Janjiku Untuk Desy Part 3

Selamat pagi dunia! Kuawali pagi ini dengan kembali dari alam mimpi, alias bangun tidur. Biasanya kalau orang mengawali pagi dengan senyuman, kalau aku mengawali pagi ini dengan bangun tidur. Karena kalau nggak bangun, gimana bisa senyum. Oke, aku mulai nggak jelas. Maafkan ya, hehe.

Badanku terasa kurang enak pagi ini, itu karena semalam aku tidak bisa tidur. Jam 2 pagi baru aku bisa tidur dan bangun jam 5 pagi. Sepertinya aku harus mengatur pola tidurku, agar waktu bangun badanku menjadi segar. Tetapi itu tidak akan terjadi kalau semalam dia tidak datang tiba-tiba ke kosanku dan menyatakan perasaannya padaku. Ya, dia, Rona Anggraeni. Orang yang semalam sukses membuatku tidak bisa tidur dan terus memikirkan perkataannya yang membuatku merasa terancam.

“Sebelum kamu bisa menepati janjimu kepada pacarmu, aku akan terus mengejarmu, mendapatkanmu, walaupun itu sulit bagiku. Aku akan berusaha.”

Perkataan itu terus terngiang-ngiang dipikiranku, membuat kepalaku serasa mau pecah kalau terus memikirkannya. Aku sudah berusaha untuk melupakannya, agar aku bisa tidur nyenyak. Berbagai macam cara aku lakukan, mulai dari minum susu, ngitung domba, ngitung kancing, ngitung duit simpenan bapak kos, sampe ngitung beras sekarung aku lakukan supaya bisa tidur. Namun apa daya, perkataan Rona itu terus melekat dipikiranku. Oke, kali ini Rona membuatku tidak berdaya, sukses membuatku stres semalaman.

Bunyi dering ponsel mengagetkanku saat masih memikirkan kejadian semalam. Duh siapa pagi-pagi sekali menelepon? Kulihat layar di ponselku, terpampang sebuah nama “Desy Gesrek”. Oke, pacarku menelepon. Senang rasanya pagi-pagi sudah ditelponin pacar sendiri. Kenapa? Ada yang salah dengan namanya? Ya, memang itu panggilan sayangku untuknya. Kuangkat telepon dari Desy yang dari tadi terus berbunyi.

Aryo: Halloo Desy gesrek, pacarku yang paling kusayang!

Oke, aku sedikit berlebihan, atau mungkin aku sudah ketularan gesrek seperti Desy ya?

Desy: Hallooo papah!!

Bentar, kok dia manggil aku papah ya? Sejak kapan aku nikah sama mamahnya? Kalau Desy memanggilku dengan sebutan ‘papah’, berarti Desy itu anak aku dong? Ada yang nggak beres nih.

Aryo: Kok manggil papah? Kamu harusnya nelpon papah kamu kali.

Desy: Hahahaha. Kamu pasti bingung ya?

Aryo: Ya jelas bingung sayang. Kamu pagi-pagi gini nelpon aku terus manggil papah, emangnya aku papah kamu?

Desy: Hehehe. Mulai sekarang aku mau manggil kamu dengan sebutan ‘papah’. Begitupun sebaliknya, kamu harus manggil aku dengan sebutan ‘mamah’.

Desy kenapa ya kok tiba-tiba pingin merubah panggilan sayang jadi ‘papah-mamah’? Jujur saja, aku merasa agak gimana gitu, soalnya panggilan itu terkesan lebay untuk didengar.

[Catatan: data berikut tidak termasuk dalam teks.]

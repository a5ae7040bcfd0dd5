//! Core engine for a sustainability-challenge marketplace: enrollment
//! decisions, payment settlement, sponsorship quota accounting, impact
//! validation, and creator nudges.
//!
//! The engine owns the invariants (one enrollment per member per program,
//! budgets that never overrun, exact revenue splits) and exposes axum routers
//! for the service shell in `services/api`. Persistence is abstracted behind
//! per-workflow store traits so the logic can be exercised against in-memory
//! doubles.

pub mod config;
pub mod error;
pub mod telemetry;
pub mod workflows;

Tapi aku memaklumi saja, Desy memang suka begitu orangnya.

Aryo: Kok jadi papah-mamah sih Des?

Desy: Soalnya kamu kan sudah janji sama aku, kalau hubungan kita akan awet sampai mati nanti. Jadi aku mau kita pakai panggilan itu dari sekarang sampai kita mati nanti. Nggak apa-apa kan Yo?

Aku berfikir sejenak. Entah bagaimana aku jadinya jika setiap hari harus pakai panggilan itu. Bisa-bisa merinding terus aku dibuatnya. Tapi demi Desy, apapun akan kulakukan.

Aryo: Yaudah deh, iya kamu sekarang boleh panggil aku papah.

Desy: Yeayyyy. Makasih papah Aryo. Makin cinta deh sama papah.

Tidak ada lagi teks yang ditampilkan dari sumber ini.